BEGIN

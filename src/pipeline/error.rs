//! Pipeline failure taxonomy
//!
//! Every stage reports failures as a [`StageError`] tagged with the
//! [`FailureKind`] that produced it, so the runner can report one uniform
//! message regardless of which stage failed.

use std::fmt;
use thiserror::Error;

#[derive(Debug, Clone, Copy, PartialEq, Eq, Hash)]
pub enum FailureKind {
    Extraction,
    Validation,
    Transform,
    Load,
    /// Connection, file system and audit failures outside a stage
    Infrastructure,
}

impl fmt::Display for FailureKind {
    fn fmt(&self, f: &mut fmt::Formatter<'_>) -> fmt::Result {
        let name = match self {
            Self::Extraction => "Extraction",
            Self::Validation => "Validation",
            Self::Transform => "Transform",
            Self::Load => "Load",
            Self::Infrastructure => "Infrastructure",
        };
        f.write_str(name)
    }
}

#[derive(Error, Debug, Clone, PartialEq)]
#[error("{kind} failure: {message}")]
pub struct StageError {
    pub kind: FailureKind,
    pub message: String,
}

impl StageError {
    pub fn new<S: Into<String>>(kind: FailureKind, message: S) -> Self {
        Self {
            kind,
            message: message.into(),
        }
    }

    pub fn extraction<S: Into<String>>(message: S) -> Self {
        Self::new(FailureKind::Extraction, message)
    }

    pub fn validation<S: Into<String>>(message: S) -> Self {
        Self::new(FailureKind::Validation, message)
    }

    pub fn transform<S: Into<String>>(message: S) -> Self {
        Self::new(FailureKind::Transform, message)
    }

    pub fn load<S: Into<String>>(message: S) -> Self {
        Self::new(FailureKind::Load, message)
    }

    pub fn infrastructure<S: Into<String>>(message: S) -> Self {
        Self::new(FailureKind::Infrastructure, message)
    }

    /// Prefix the message with the unit of work it happened in
    pub fn in_unit(self, unit: &str) -> Self {
        Self {
            kind: self.kind,
            message: format!("[{unit}] {}", self.message),
        }
    }
}

/// Successful stage output: data, or an explicit "nothing for this unit"
#[derive(Debug, Clone, PartialEq)]
pub enum StageOutput<T> {
    Data(T),
    NoData { reason: String },
}

impl<T> StageOutput<T> {
    pub fn no_data<S: Into<String>>(reason: S) -> Self {
        Self::NoData {
            reason: reason.into(),
        }
    }
}

pub type StageResult<T> = Result<StageOutput<T>, StageError>;

/// Tag any displayable error with a failure kind at a stage boundary
pub trait StageResultExt<T> {
    fn stage_err(self, kind: FailureKind) -> Result<T, StageError>;

    fn stage_context(self, kind: FailureKind, context: &str) -> Result<T, StageError>;
}

impl<T, E: fmt::Display> StageResultExt<T> for Result<T, E> {
    fn stage_err(self, kind: FailureKind) -> Result<T, StageError> {
        self.map_err(|e| StageError::new(kind, e.to_string()))
    }

    fn stage_context(self, kind: FailureKind, context: &str) -> Result<T, StageError> {
        self.map_err(|e| StageError::new(kind, format!("{context}: {e}")))
    }
}
use anyhow::{Context, Result, bail};
use clap::{Parser, Subcommand};
use std::path::PathBuf;
use std::sync::Arc;
use tracing::{info, warn};
use tracing_subscriber::{layer::SubscriberExt, util::SubscriberInitExt};

use etl_jobs::{
    config::{Config, DEFAULT_CONFIG_FILE},
    database::{DbJobStatusRecorder, EnvironmentConnections},
    notify,
    pipeline::{PipelineRunner, RunOutcome, RunnerSettings},
    sources::{Source, SourceCatalog},
    uploads::{self, UploadDirs},
};

#[derive(Parser)]
#[command(name = "etl-jobs")]
#[command(version)]
#[command(about = "Config-driven ETL jobs: extract, stage, report and notify per environment")]
#[command(long_about = None)]
struct Cli {
    /// Configuration file path
    #[arg(short, long, default_value = DEFAULT_CONFIG_FILE)]
    config: PathBuf,

    /// Log level
    #[arg(short = 'v', long, default_value = "info")]
    log_level: String,

    /// Emit logs as JSON lines
    #[arg(long)]
    json_logs: bool,

    #[command(subcommand)]
    command: Command,
}

#[derive(Subcommand)]
enum Command {
    /// Run one source against each environment
    Run {
        source: String,
        /// Environment to run; repeatable. Defaults to `general.run_order`
        #[arg(short, long = "env", value_name = "NAME")]
        envs: Vec<String>,
    },
    /// Run a file source on one uploaded file
    RunFile {
        source: String,
        path: PathBuf,
        #[arg(short, long = "env", value_name = "NAME")]
        envs: Vec<String>,
    },
    /// Process every file waiting in the upload directories
    ScanUploads {
        #[arg(short, long = "env", value_name = "NAME")]
        envs: Vec<String>,
    },
    /// List configured sources
    ListSources,
    /// Validate the configuration and print it with secrets masked
    CheckConfig,
}

#[tokio::main]
async fn main() -> Result<()> {
    let cli = Cli::parse();
    init_tracing(&cli.log_level, cli.json_logs);

    let config = Config::load(&cli.config)
        .with_context(|| format!("loading {}", cli.config.display()))?;

    match cli.command {
        Command::CheckConfig => {
            println!("{}", config.to_redacted_toml()?);
            return Ok(());
        }
        Command::ListSources => {
            for (name, source) in &config.sources {
                println!(
                    "{:<20} {:<8} {}",
                    name,
                    source.extract.kind(),
                    source.display_name(name)
                );
            }
            return Ok(());
        }
        _ => {}
    }

    let catalog = SourceCatalog::from_config(&config)?;
    let settings = RunnerSettings::from_config(&config)?;
    let timezone = settings.timezone;
    let runner = PipelineRunner::new(
        Arc::new(EnvironmentConnections::new(config.environments.clone())),
        Arc::new(DbJobStatusRecorder::new(config.control.audit.clone())),
        notify::from_config(&config)?,
        settings,
    );

    match cli.command {
        Command::Run { source, envs } => {
            let source = lookup(&catalog, &source)?;
            let envs = environments(&config, envs)?;
            let outcomes = runner.run_environments(source, &envs, None).await;
            report(&source.name, &outcomes);
        }
        Command::RunFile { source, path, envs } => {
            let source = lookup(&catalog, &source)?;
            if !source.is_file_source() {
                bail!("source '{}' does not take uploaded files", source.name);
            }
            if !path.is_file() {
                bail!("{} is not a file", path.display());
            }
            let envs = environments(&config, envs)?;
            match &source.uploads {
                Some(root) => {
                    let dirs = UploadDirs::new(root, timezone);
                    let run = uploads::run_upload(&runner, source, &envs, &dirs, &path).await;
                    report(&source.name, &run.outcomes);
                }
                None => {
                    let outcomes = runner.run_environments(source, &envs, Some(&path)).await;
                    report(&source.name, &outcomes);
                }
            }
        }
        Command::ScanUploads { envs } => {
            let envs = environments(&config, envs)?;
            for source in catalog.iter().filter(|s| s.is_file_source()) {
                for run in uploads::scan_source(&runner, source, &envs, timezone).await? {
                    report(&source.name, &run.outcomes);
                    if run.moved_to.is_none() {
                        warn!("{} was left in place", run.file.display());
                    }
                }
            }
        }
        Command::ListSources | Command::CheckConfig => {}
    }

    Ok(())
}

fn init_tracing(level: &str, json: bool) {
    let filter = tracing_subscriber::EnvFilter::try_from_default_env()
        .unwrap_or_else(|_| format!("etl_jobs={level}").into());
    let registry = tracing_subscriber::registry().with(filter);
    if json {
        registry.with(tracing_subscriber::fmt::layer().json()).init();
    } else {
        registry.with(tracing_subscriber::fmt::layer()).init();
    }
}

fn lookup<'a>(catalog: &'a SourceCatalog, name: &str) -> Result<&'a Source> {
    match catalog.get(name) {
        Some(source) => Ok(source),
        None => bail!(
            "unknown source '{}' (configured: {})",
            name,
            catalog.names().collect::<Vec<_>>().join(", ")
        ),
    }
}

fn environments(config: &Config, requested: Vec<String>) -> Result<Vec<String>> {
    let envs = if requested.is_empty() {
        config.default_environments()
    } else {
        requested
    };
    if envs.is_empty() {
        bail!("no environments configured");
    }
    for env in &envs {
        config.environment(env)?;
    }
    Ok(envs)
}

fn report(source: &str, outcomes: &[(String, RunOutcome)]) {
    for (env, outcome) in outcomes {
        if outcome.success {
            info!("{}/{}: {}", source, env, outcome.message);
        } else {
            warn!("{}/{}: {}", source, env, outcome.message);
        }
    }
}
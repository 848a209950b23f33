//! Delimited text (CSV) reading with multi-row headers

use encoding_rs::Encoding;
use std::io::Read;

use super::{DatasetResult, RecordSet, Value};
use crate::errors::{AppError, AppResult};

#[derive(Debug, Clone)]
pub struct CsvOptions {
    pub delimiter: u8,
    /// Lines to discard before the header rows
    pub skip_rows: usize,
    /// Number of header rows; at least one
    pub header_rows: usize,
    /// Joins header levels into a single column name
    pub level_separator: String,
    pub encoding: &'static Encoding,
}

impl Default for CsvOptions {
    fn default() -> Self {
        Self {
            delimiter: b',',
            skip_rows: 0,
            header_rows: 1,
            level_separator: crate::config::DEFAULT_HEADER_SEPARATOR.to_string(),
            encoding: encoding_rs::UTF_8,
        }
    }
}

/// Resolve an encoding label such as `utf-8`, `cp1252` or `windows-1252`
pub fn encoding_for_label(label: &str) -> Option<&'static Encoding> {
    Encoding::for_label(label.trim().as_bytes())
}

/// Read a CSV document into a record set.
///
/// The input is decoded with `options.encoding` (a byte order mark wins);
/// bytes that are malformed in that encoding fail the read instead of being
/// replaced. Header handling is shared with workbook sheets.
pub fn read_csv<R: Read>(mut reader: R, options: &CsvOptions) -> AppResult<RecordSet> {
    let mut bytes = Vec::new();
    reader.read_to_end(&mut bytes)?;
    let (text, used, malformed) = options.encoding.decode(&bytes);
    if malformed {
        return Err(AppError::validation(format!(
            "input is not valid {}; set the file encoding (e.g. cp1252)",
            used.name()
        )));
    }

    let mut csv_reader = ::csv::ReaderBuilder::new()
        .has_headers(false)
        .flexible(true)
        .delimiter(options.delimiter)
        .from_reader(text.as_bytes());

    let mut grid: Vec<Vec<String>> = Vec::new();
    for record in csv_reader.records() {
        grid.push(record?.iter().map(str::to_string).collect());
    }
    from_grid(grid, options.skip_rows, options.header_rows, &options.level_separator)
}

/// Build a record set from raw rows of cells.
///
/// The first `skip_rows` rows are discarded and the next `header_rows` form
/// the header levels. Header cells are trimmed and spreadsheet placeholders
/// (`Unnamed: 3`) count as blank. All levels but the last are forward-filled
/// left to right, so a merged `Kharif` cell spanning `Area` and `Yield` yields
/// `Kharif|Area` and `Kharif|Yield`. Fully blank data rows are skipped.
pub(crate) fn from_grid(
    grid: Vec<Vec<String>>,
    skip_rows: usize,
    header_rows: usize,
    separator: &str,
) -> AppResult<RecordSet> {
    let header_rows = header_rows.max(1);
    let mut levels: Vec<Vec<String>> = Vec::with_capacity(header_rows);
    let mut data: Vec<Vec<String>> = Vec::new();

    for cells in grid.into_iter().skip(skip_rows) {
        if levels.len() < header_rows {
            levels.push(cells);
        } else if cells.iter().any(|c| !c.trim().is_empty()) {
            data.push(cells);
        }
    }

    if levels.is_empty() {
        return Ok(RecordSet::default());
    }

    let width = levels
        .iter()
        .chain(data.iter())
        .map(Vec::len)
        .max()
        .unwrap_or(0);
    let levels = normalize_header_levels(levels, width);
    let columns = column_names(&levels, separator);

    let mut set = build(columns, data, width)
        .map_err(|e| AppError::validation(format!("header problem: {e}")))?;
    set.set_header_levels(levels);
    Ok(set)
}

fn build(columns: Vec<String>, data: Vec<Vec<String>>, width: usize) -> DatasetResult<RecordSet> {
    let mut set = RecordSet::new(columns)?;
    for mut cells in data {
        cells.resize(width, String::new());
        set.push_row(cells.iter().map(|c| Value::infer(c)).collect())?;
    }
    Ok(set)
}

fn normalize_header_levels(levels: Vec<Vec<String>>, width: usize) -> Vec<Vec<String>> {
    let last = levels.len().saturating_sub(1);
    levels
        .into_iter()
        .enumerate()
        .map(|(depth, mut row)| {
            row.resize(width, String::new());
            let mut previous = String::new();
            row.into_iter()
                .map(|cell| {
                    let cell = clean_header_cell(&cell);
                    if depth < last {
                        if cell.is_empty() {
                            return previous.clone();
                        }
                        previous = cell.clone();
                    }
                    cell
                })
                .collect()
        })
        .collect()
}

fn clean_header_cell(cell: &str) -> String {
    let trimmed = cell.trim();
    if trimmed.starts_with("Unnamed") {
        String::new()
    } else {
        trimmed.split_whitespace().collect::<Vec<_>>().join(" ")
    }
}

/// Join the non-empty levels of each column; disambiguate repeats with `.1`, `.2`
pub(crate) fn column_names(levels: &[Vec<String>], separator: &str) -> Vec<String> {
    let width = levels.first().map(Vec::len).unwrap_or(0);
    let mut names: Vec<String> = Vec::with_capacity(width);
    for col in 0..width {
        let parts: Vec<&str> = levels
            .iter()
            .map(|level| level[col].as_str())
            .filter(|p| !p.is_empty())
            .collect();
        let base = if parts.is_empty() {
            format!("column_{}", col + 1)
        } else {
            parts.join(separator)
        };
        let mut name = base.clone();
        let mut n = 1;
        while names.contains(&name) {
            name = format!("{base}.{n}");
            n += 1;
        }
        names.push(name);
    }
    names
}
use chrono::{NaiveDate, NaiveDateTime};
use regex::Regex;
use std::collections::BTreeSet;
use std::sync::OnceLock;

use super::{ArithmeticOp, Condition, Operand, ReferenceSnapshot, TransformStep};
use crate::dataset::{DatasetError, DatasetResult, RecordSet, Value};
use crate::utils::time::parse_loose_date;

/// Offending values listed in a failure message before it is cut short
const MAX_REPORTED: usize = 10;

fn non_letters() -> &'static Regex {
    static RE: OnceLock<Regex> = OnceLock::new();
    RE.get_or_init(|| Regex::new(r"[^a-z]+").unwrap_or_else(|_| unreachable!("static pattern")))
}

/// `"Area (Hectare)|Kharif"` -> `area_hectare_kharif`
pub fn normalize_column_name(name: &str) -> String {
    let lowered = name.replace('"', "").to_lowercase();
    non_letters()
        .replace_all(&lowered, "_")
        .trim_matches('_')
        .to_string()
}

pub(super) fn apply(
    mut set: RecordSet,
    step: &TransformStep,
    snapshot: &ReferenceSnapshot,
    run_date: NaiveDate,
) -> DatasetResult<RecordSet> {
    match step {
        TransformStep::NormalizeColumnNames => {
            set.rename_all(normalize_column_name)?;
        }
        TransformStep::Rename { columns } => {
            for (from, to) in columns {
                set.rename_column(from, to)?;
            }
        }
        TransformStep::DropColumns { columns } => set.drop_columns(columns),
        TransformStep::Constant { column, value } => set.add_column(column, value.clone()),
        TransformStep::BlankToNull => set.map_values(|v| {
            (matches!(v, Value::Text(_)) && v.is_blank()).then_some(Value::Null)
        }),
        TransformStep::ParseDate { column, format } => parse_dates(&mut set, column, format.as_deref())?,
        TransformStep::ForwardFill { column } => set.forward_fill(column)?,
        TransformStep::DropNulls { columns } => {
            let indices = column_indices(&set, columns)?;
            set.retain_rows(|_, row| indices.iter().all(|i| !row[*i].is_null()));
        }
        TransformStep::Melt {
            id_columns,
            value_columns,
            variable_column,
            value_column,
        } => return set.melt(id_columns, value_columns, variable_column, value_column),
        TransformStep::StackHeaderLevel {
            separator,
            level_column,
        } => return set.stack_header_level(separator, level_column),
        TransformStep::Arithmetic {
            column,
            left,
            operator,
            right,
        } => arithmetic(&mut set, column, left, *operator, right)?,
        TransformStep::FillDateSpine {
            date_column,
            granularity,
            through_run_date,
        } => {
            let through = through_run_date.then_some(run_date);
            return set.fill_date_spine(date_column, *granularity, through);
        }
        TransformStep::ConvertCurrency {
            amount_column,
            date_column,
            currency,
            output_column,
        } => convert_currency(
            &mut set,
            amount_column,
            date_column,
            currency,
            output_column.as_deref().unwrap_or(amount_column),
            snapshot,
        )?,
        TransformStep::Standardize {
            column,
            lookup,
            when,
            uppercase,
        } => standardize(&mut set, column, lookup, when.as_ref(), *uppercase, snapshot)?,
        TransformStep::RequestDate { column } => set.add_column(column, Value::Date(run_date)),
    }
    Ok(set)
}

fn column_indices(set: &RecordSet, columns: &[String]) -> DatasetResult<Vec<usize>> {
    columns
        .iter()
        .map(|c| {
            set.column_index(c)
                .ok_or_else(|| DatasetError::UnknownColumn(c.clone()))
        })
        .collect()
}

fn require(set: &RecordSet, column: &str) -> DatasetResult<usize> {
    set.column_index(column)
        .ok_or_else(|| DatasetError::UnknownColumn(column.to_string()))
}

fn listed<'a>(values: impl IntoIterator<Item = &'a String>) -> String {
    let values: Vec<&String> = values.into_iter().collect();
    let mut out = values
        .iter()
        .take(MAX_REPORTED)
        .map(|v| format!("'{v}'"))
        .collect::<Vec<_>>()
        .join(", ");
    if values.len() > MAX_REPORTED {
        out.push_str(&format!(" and {} more", values.len() - MAX_REPORTED));
    }
    out
}

fn parse_with(raw: &str, format: Option<&str>) -> Option<NaiveDate> {
    let raw = raw.trim();
    match format {
        Some(fmt) => NaiveDate::parse_from_str(raw, fmt)
            .ok()
            .or_else(|| NaiveDateTime::parse_from_str(raw, fmt).ok().map(|dt| dt.date())),
        None => parse_loose_date(raw),
    }
}

fn parse_dates(set: &mut RecordSet, column: &str, format: Option<&str>) -> DatasetResult<()> {
    let idx = require(set, column)?;
    let mut bad = BTreeSet::new();
    let mut parsed = Vec::with_capacity(set.len());
    for row in set.rows() {
        let value = match &row[idx] {
            Value::Null => Value::Null,
            Value::Date(d) => Value::Date(*d),
            Value::Timestamp(ts) => Value::Date(ts.date()),
            other => {
                let raw = other.to_string();
                match parse_with(&raw, format) {
                    Some(d) => Value::Date(d),
                    None => {
                        bad.insert(raw);
                        Value::Null
                    }
                }
            }
        };
        parsed.push(value);
    }
    if !bad.is_empty() {
        return Err(DatasetError::Invalid(format!(
            "unparseable dates in '{column}': {}",
            listed(&bad)
        )));
    }
    for (row, value) in parsed.into_iter().enumerate() {
        set.set(row, column, value)?;
    }
    Ok(())
}

enum ResolvedOperand {
    Column(usize),
    Literal(f64),
}

impl ResolvedOperand {
    fn value(&self, row: &[Value]) -> Option<f64> {
        match self {
            Self::Column(idx) => row[*idx].as_f64(),
            Self::Literal(v) => Some(*v),
        }
    }
}

fn resolve_operand(set: &RecordSet, operand: &Operand) -> DatasetResult<ResolvedOperand> {
    Ok(match operand {
        Operand::Literal(v) => ResolvedOperand::Literal(*v),
        Operand::Column(c) => ResolvedOperand::Column(require(set, c)?),
    })
}

fn arithmetic(
    set: &mut RecordSet,
    column: &str,
    left: &Operand,
    operator: ArithmeticOp,
    right: &Operand,
) -> DatasetResult<()> {
    let left = resolve_operand(set, left)?;
    let right = resolve_operand(set, right)?;
    set.add_column_with(column, |_, row| {
        let (Some(l), Some(r)) = (left.value(row), right.value(row)) else {
            return Value::Null;
        };
        let result = match operator {
            ArithmeticOp::Add => l + r,
            ArithmeticOp::Subtract => l - r,
            ArithmeticOp::Multiply => l * r,
            ArithmeticOp::Divide if r == 0.0 => return Value::Null,
            ArithmeticOp::Divide => l / r,
        };
        if result.is_finite() {
            Value::Number(result)
        } else {
            Value::Null
        }
    });
    Ok(())
}

fn convert_currency(
    set: &mut RecordSet,
    amount_column: &str,
    date_column: &str,
    currency: &str,
    output_column: &str,
    snapshot: &ReferenceSnapshot,
) -> DatasetResult<()> {
    let amount_idx = require(set, amount_column)?;
    let date_idx = require(set, date_column)?;

    let mut missing = BTreeSet::new();
    let mut converted = Vec::with_capacity(set.len());
    for row in set.rows() {
        let Some(amount) = row[amount_idx].as_f64() else {
            converted.push(Value::Null);
            continue;
        };
        let Some(date) = row[date_idx].as_date() else {
            missing.insert(format!("{} (not a date)", row[date_idx]));
            converted.push(Value::Null);
            continue;
        };
        match snapshot.rate_on(currency, date) {
            Some(rate) => converted.push(Value::Number(amount * rate)),
            None => {
                missing.insert(date.to_string());
                converted.push(Value::Null);
            }
        }
    }
    if !missing.is_empty() {
        return Err(DatasetError::Invalid(format!(
            "no {currency} exchange rate for {}",
            listed(&missing)
        )));
    }

    let mut values = converted.into_iter();
    set.add_column_with(output_column, |_, _| values.next().unwrap_or(Value::Null));
    Ok(())
}

fn standardize(
    set: &mut RecordSet,
    column: &str,
    lookup: &str,
    when: Option<&Condition>,
    uppercase: bool,
    snapshot: &ReferenceSnapshot,
) -> DatasetResult<()> {
    let idx = require(set, column)?;
    let condition = match when {
        Some(c) => Some((require(set, &c.column)?, c.equals.trim().to_lowercase())),
        None => None,
    };

    let mut unresolved = BTreeSet::new();
    let mut updates = Vec::new();
    for (row_idx, row) in set.rows().iter().enumerate() {
        if let Some((cond_idx, expected)) = &condition
            && row[*cond_idx].to_string().trim().to_lowercase() != *expected
        {
            continue;
        }
        let raw = match &row[idx] {
            Value::Null => continue,
            v => v.to_string(),
        };
        match snapshot.resolve(lookup, &raw) {
            Some(canonical) if uppercase => updates.push((row_idx, canonical.to_uppercase())),
            Some(canonical) => updates.push((row_idx, canonical.to_string())),
            None => {
                unresolved.insert(raw.trim().to_string());
            }
        }
    }
    if !unresolved.is_empty() {
        return Err(DatasetError::Invalid(format!(
            "unresolved '{column}' values for lookup '{lookup}': {}",
            listed(&unresolved)
        )));
    }
    for (row_idx, value) in updates {
        set.set(row_idx, column, Value::Text(value))?;
    }
    Ok(())
}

END

List all lines in the material containing the string "unresolved".

| SOLUTION BELOW |
    let mut unresolved = BTreeSet::new();
                unresolved.insert(raw.trim().to_string());
    if !unresolved.is_empty() {
            "unresolved '{column}' values for lookup '{lookup}': {}",
            listed(&unresolved)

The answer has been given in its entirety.